The Supreme Court released several important opinions yesterday - among them, McDonald v. City of Chicago, extending the Second Amendment right to keep and bear arms to the states, and Hastings Christian Fellowship v. Martinez, continuing the left's war on Christianity.
In the prior landmark Second Amendment case, Heller, the Supreme Court held 5-4 that the Second Amendment provided an individual right to keep and bear arms, at least on land subject to direct federal control. Left unanswered was the question whether the Second Amendment also applied to the fifty states. That question was answered the other day in McDonald - yes.
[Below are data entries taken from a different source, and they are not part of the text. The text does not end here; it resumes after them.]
/// A2A Message structure for agent communication
#[derive(Debug, Clone, Serialize, Deserialize)]
pub struct A2AMessage {
    pub id: String,
    pub parts: Vec<MessagePart>,
    #[serde(skip_serializing_if = "Option::is_none")]
    pub metadata: Option<HashMap<String, Value>>,
}

/// A2A Message Part types
#[derive(Debug, Clone, Serialize, Deserialize)]
#[serde(tag = "type")]
pub enum MessagePart {
    #[serde(rename = "text")]
    Text { content: String },
    #[serde(rename = "data")]
    Data { content: Value },
    #[serde(rename = "file")]
    File {
        name: String,
        mime_type: String,
        content: String, // base64 encoded
    },
}

/// A2A Task structure for long-running operations
#[derive(Debug, Clone, Serialize, Deserialize)]
pub struct A2ATask {
    pub id: String,
    pub status: TaskStatus,
    pub created_at: chrono::DateTime<chrono::Utc>,
    #[serde(skip_serializing_if = "Option::is_none")]
    pub completed_at: Option<chrono::DateTime<chrono::Utc>>,
    #[serde(skip_serializing_if = "Option::is_none")]
    pub result: Option<Value>,
    #[serde(skip_serializing_if = "Option::is_none")]
    pub error: Option<String>,
}

/// Task status enumeration
#[derive(Debug, Clone, Serialize, Deserialize)]
#[serde(rename_all = "lowercase")]
pub enum TaskStatus {
    Pending,
    Running,
    Completed,
    Failed,
    Cancelled,
}

/// A2A Protocol Server implementation
pub struct A2AServer {
    pub version: String,
    pub database: Option<std::sync::Arc<crate::database_plugins::factory::Database>>,
    pub intelligence: Option<std::sync::Arc<crate::intelligence::ActivityIntelligence>>,
}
The decision did not identify the precise contours of the Second Amendment right, such as, for example, whether concealed carry is part of the right, or to what extent the full faith and credit clause requires jurisdiction to honor gun permits issued in another state, etc. Nor did the decision adress directly to what degree the right can be regulated by government. For example, immediately after the McDonald decision was announced, Chicago's Mayor Daley announced his intention to place onerous restrictions on gun ownership within Chicago - a city where "homicide victims during the current year equaled the number of American soldiers killed during that same period in Afghanistan and Iraq."
The McDonald decision, authored by Justice Alito, was notable for several reasons beyond just the holding of the case. One, the decision was again 5 to 4, with Justice Stevens writing the dissent in which he argued for applying tests that would allow the activist wing to make of the Second Amendment a nullity. Justice Scalia responded to Justice Stevens in a separate concurrence. The arguments by Stevens and Scalia frame the battle ongoing between originalists and liberal activists. The McDonald decision was one largely based on the original intent of the drafters of the Second and Fourteenth Amendments. The Stevens dissent proposes alternative theories to undermine the Second Amendment that, as Scalia points out, are wholly subjective and, in reality, are nothing more than legal cover for the personal opinions of the activist judges.
Two, the McDonald opinion was notable for the concurring opinion of Justice Thomas. He would find the Second Amendment applicable to the states on the basis of the 14th Amendment's "privileges and immunities" clause - something of great interest to academics and likely as boring as a rock to everyone else. Were the Court were to revive the "privileges and immunities" clause of the 14th Amendment, something rendered a nullity since shortly after the Civil War, it would open a potential Pandora's box of litigation as the Court struggled to outline the contours of the clause. All that said, from a layman's point of view, most interesting about Thomas's concurrence is his painstaking recounting of the origins of state and local firearms restrictions. The regulations arose largely out of an effort by Democrats to control blacks in the post civil war period. One need only to look to Chicago's Mayor Daley - or most other liberal state and local leaders - to see that, at least in terms of ultimate goals of controlling the unwashed masses, nothing has changed.
While the McDonald decision represents a good decision reached on the basis of judicial interpretation rather than activism, the polar opposite is presented in Hastings Christian Fellowship v. Martinez. In that case, the activist wing of the Court held that a college may refuse to certify a Christian student group that limited admission to individuals willing to certify both to their belief in God and to their adherence to a sexually moral life - i.e., sex only within the confines of a marriage between a man and a woman. As Justice Alito points out in his dissent, the activist wing began by twisting the facts of the case and ignoring the issues that relate to freedom of association and freedom of religion. Indeed, the facts of this case were truly appalling:
As Hastings stated in its answer, the Nondiscrimination Policy “permitted political, social, and cultural student organizations to select officers and members who are dedicated to a particular set of ideals or beliefs.” App. 93. But the policy singled out one category of expressive associations for disfavored treatment: groups formed to express a religious message. Only religious groups were required to admit students who did not share their views. An environmentalist group was not required to admit students who rejected global warming. An animal rights group was not obligated to accept students who supported the use of animals to test cosmetics. But CLS was required to admit avowed atheists. This was patent viewpoint discrimination. “By the very terms of the [Nondiscrimination Policy],the University . . . select[ed] for disfavored treatment those student [groups] with religious . . . viewpoints.”
And yet still, the liberal wing of the Court, through smoke, mirrors and very selective recitation of facts, was able to find this direct attack on Christianity to be constitutional. It is not a major decision, but just one more in a line of such decisions dating back to half a century ago when the activist Court began to strip religion from the public sector.
And on that note, let us hope and pray that none of the originalist members of the Court are forced from the bench between now and 2012. If so, we will soon become gunless as well as Godless.